Setelah kudapatkan benda yang kucari, segera aku kembali berjalan ke tempat tadi dengan sesekali tubuh ini terantuk kayu penyangga rumah. Kuselimuti keluargaku yang tengah terbaring saling berpelukkan; menyalurkan kehangatan. Kuintip keadaan luar lewat lubang disalah satu sisi bilik, sebuah pohon tua nampak tak sanggup melawan terpaan angin.

'Semoga pohon itu tak tumbang mengenai rumah,' batinku meminta perlindungan dari-Nya.

Aku percaya, tempat yang ditinggali seseorang tak akan roboh sekalipun puting beliung menerjangnya. Sebab tuhan menyayangi makhluknya, terlebih saat orang itu meminta perlindungan pada-Nya.

Malam mengerikan kulalui dengan tak beristirahat, takut-takut terjadi sesuatu dan tak ada yang membangunkan keluargaku. Kutarik tubuh menghadap cermin, terlihat dengan jelas lingkar hitam di bawah mataku.

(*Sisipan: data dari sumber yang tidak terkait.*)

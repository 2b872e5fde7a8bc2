//! Borrowing reader over a `serde_json` value tree.

use base64::Engine;
use serde_json::Value;
use time::format_description::well_known::Rfc3339;
use time::macros::format_description;
use time::{Date, OffsetDateTime};
use uuid::Uuid;

use super::ODATA_TYPE_KEY;
use crate::duration::IsoDuration;
use crate::error::SerializationError;
use crate::parsable::{Parsable, WireEnum};
use crate::parse_node::ParseNode;

pub(super) fn kind(value: &Value) -> &'static str {
    match value {
        Value::Null => "null",
        Value::Bool(_) => "bool",
        Value::Number(_) => "number",
        Value::String(_) => "string",
        Value::Array(_) => "array",
        Value::Object(_) => "object",
    }
}

/// One node of an incoming JSON payload.
#[derive(Debug, Clone, Copy)]
pub struct JsonParseNode<'a> {
    value: &'a Value,
}

impl<'a> JsonParseNode<'a> {
    pub fn new(value: &'a Value) -> Self {
        Self { value }
    }

    fn mismatch(&self, expected: &'static str) -> SerializationError {
        SerializationError::UnexpectedKind {
            expected,
            found: kind(self.value),
        }
    }

    fn text(&self, expected: &'static str) -> Result<Option<&'a str>, SerializationError> {
        match self.value {
            Value::Null => Ok(None),
            Value::String(text) => Ok(Some(text)),
            _ => Err(self.mismatch(expected)),
        }
    }

    fn elements(&self) -> Result<Option<&'a [Value]>, SerializationError> {
        match self.value {
            Value::Null => Ok(None),
            Value::Array(items) => Ok(Some(items)),
            _ => Err(self.mismatch("array")),
        }
    }
}

impl<'a> ParseNode for JsonParseNode<'a> {
    fn get_string_value(&self) -> Result<Option<String>, SerializationError> {
        Ok(self.text("string")?.map(str::to_owned))
    }

    fn get_bool_value(&self) -> Result<Option<bool>, SerializationError> {
        match self.value {
            Value::Null => Ok(None),
            Value::Bool(value) => Ok(Some(*value)),
            _ => Err(self.mismatch("bool")),
        }
    }

    fn get_i32_value(&self) -> Result<Option<i32>, SerializationError> {
        match self.get_i64_value()? {
            None => Ok(None),
            Some(wide) => i32::try_from(wide).map(Some).map_err(|_| {
                SerializationError::OutOfRange {
                    field_kind: "i32",
                    value: wide,
                }
            }),
        }
    }

    fn get_i64_value(&self) -> Result<Option<i64>, SerializationError> {
        match self.value {
            Value::Null => Ok(None),
            Value::Number(number) => number
                .as_i64()
                .map(Some)
                .ok_or_else(|| self.mismatch("integer")),
            _ => Err(self.mismatch("integer")),
        }
    }

    fn get_f64_value(&self) -> Result<Option<f64>, SerializationError> {
        match self.value {
            Value::Null => Ok(None),
            Value::Number(number) => number
                .as_f64()
                .map(Some)
                .ok_or_else(|| self.mismatch("number")),
            _ => Err(self.mismatch("number")),
        }
    }

    fn get_byte_array_value(&self) -> Result<Option<Vec<u8>>, SerializationError> {
        match self.text("base64 string")? {
            None => Ok(None),
            Some(text) => base64::engine::general_purpose::STANDARD
                .decode(text)
                .map(Some)
                .map_err(|err| SerializationError::InvalidBase64(err.to_string())),
        }
    }

    fn get_date_time_value(&self) -> Result<Option<OffsetDateTime>, SerializationError> {
        match self.text("RFC 3339 string")? {
            None => Ok(None),
            Some(text) => OffsetDateTime::parse(text, &Rfc3339)
                .map(Some)
                .map_err(|_| SerializationError::InvalidDate(text.to_owned())),
        }
    }

    fn get_date_only_value(&self) -> Result<Option<Date>, SerializationError> {
        match self.text("date string")? {
            None => Ok(None),
            Some(text) => Date::parse(text, format_description!("[year]-[month]-[day]"))
                .map(Some)
                .map_err(|_| SerializationError::InvalidDate(text.to_owned())),
        }
    }

    fn get_duration_value(&self) -> Result<Option<IsoDuration>, SerializationError> {
        match self.text("duration string")? {
            None => Ok(None),
            Some(text) => text.parse().map(Some),
        }
    }

    fn get_uuid_value(&self) -> Result<Option<Uuid>, SerializationError> {
        match self.text("UUID string")? {
            None => Ok(None),
            Some(text) => Uuid::parse_str(text)
                .map(Some)
                .map_err(|_| SerializationError::InvalidUuid(text.to_owned())),
        }
    }

    fn get_enum_value<E: WireEnum>(&self) -> Result<Option<E>, SerializationError> {
        match self.text("enum string")? {
            None => Ok(None),
            Some(text) => E::parse(text).map(Some),
        }
    }

    fn get_object_value<T, F>(&self, mut factory: F) -> Result<Option<T>, SerializationError>
    where
        T: Parsable,
        F: FnMut(Option<&str>) -> T,
    {
        let fields = match self.value {
            Value::Null => return Ok(None),
            Value::Object(fields) => fields,
            _ => return Err(self.mismatch("object")),
        };
        let tag = fields.get(ODATA_TYPE_KEY).and_then(Value::as_str);
        let mut record = factory(tag);
        for (key, value) in fields {
            let child = JsonParseNode::new(value);
            if record.deserialize_field(key, &child)? {
                continue;
            }
            if let Some(bag) = record.additional_data_mut() {
                bag.insert(key.clone(), value.clone());
            }
        }
        Ok(Some(record))
    }

    fn get_collection_of_object_values<T, F>(
        &self,
        mut factory: F,
    ) -> Result<Option<Vec<T>>, SerializationError>
    where
        T: Parsable,
        F: FnMut(Option<&str>) -> T,
    {
        match self.elements()? {
            None => Ok(None),
            Some(elements) => {
                let mut values = Vec::with_capacity(elements.len());
                for element in elements {
                    let child = JsonParseNode::new(element);
                    if let Some(value) = child.get_object_value(&mut factory)? {
                        values.push(value);
                    }
                }
                Ok(Some(values))
            }
        }
    }

    fn get_collection_of_string_values(
        &self,
    ) -> Result<Option<Vec<String>>, SerializationError> {
        match self.elements()? {
            None => Ok(None),
            Some(elements) => {
                let mut values = Vec::with_capacity(elements.len());
                for element in elements {
                    if let Some(value) = JsonParseNode::new(element).get_string_value()? {
                        values.push(value);
                    }
                }
                Ok(Some(values))
            }
        }
    }

    fn get_collection_of_uuid_values(&self) -> Result<Option<Vec<Uuid>>, SerializationError> {
        match self.elements()? {
            None => Ok(None),
            Some(elements) => {
                let mut values = Vec::with_capacity(elements.len());
                for element in elements {
                    if let Some(value) = JsonParseNode::new(element).get_uuid_value()? {
                        values.push(value);
                    }
                }
                Ok(Some(values))
            }
        }
    }

    fn get_collection_of_enum_values<E: WireEnum>(
        &self,
    ) -> Result<Option<Vec<E>>, SerializationError> {
        match self.elements()? {
            None => Ok(None),
            Some(elements) => {
                let mut values = Vec::with_capacity(elements.len());
                for element in elements {
                    if let Some(value) = JsonParseNode::new(element).get_enum_value()? {
                        values.push(value);
                    }
                }
                Ok(Some(values))
            }
        }
    }

    fn get_child_node(&self, name: &str) -> Option<Self> {
        self.value
            .as_object()
            .and_then(|fields| fields.get(name))
            .map(JsonParseNode::new)
    }
}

"Hmm, semoga tak ada yang bertanya tentang ini." Lantas kuberjalan ke kamar mandi, berwudhu untuk melaksanakan shalat subuh berjamaah bersama keluargaku.

Setelah melaksanakan shalat, aku mengerjakan pekerjaan rumah seperti biasa. Sebagai anak perempuan satu-satunya, aku bertugas menggantikan peran ibu yang bekerja dari pagi sampai sore. Tentu dibarengi dengan sekolah dan bekerja seperti biasa.

Hari ini, aku tak perlu meminjam beras lagi, karena ibu kemarin sudah membelinya. Kulewati hari seperti biasa, tak ada yang istimewa. Kejadian hilangnya nasi pun tak terulang, aku menyembunyikannya di dalam gentong beras.

Banyak bercerita membuatku lupa memperkenalkan diri. Namaku Senja Gmelina, biasa dipanggil Lina. Usiaku menginjak sepuluh tahun, dan aku kelas empat sekolah dasar. Ibuku bernama Daya dan ayahku bernama Purnomo. Aku juga memiliki kedua adik yang bernama Lintang Adi, dan Dama Palapa. Nenek dan kakek melengkapi keluarga kami.

Sore hari yang indah kunikmati dengan bermain lompat tali bersama teman-temanku di lapangan depan rumah. Hanya dengan seperti ini bisa membuatku tertawa lepas tanpa beban yang menghantui pikiran. Otak serasa diistirahatkan sejenak setelah berputar cepat tanpa henti.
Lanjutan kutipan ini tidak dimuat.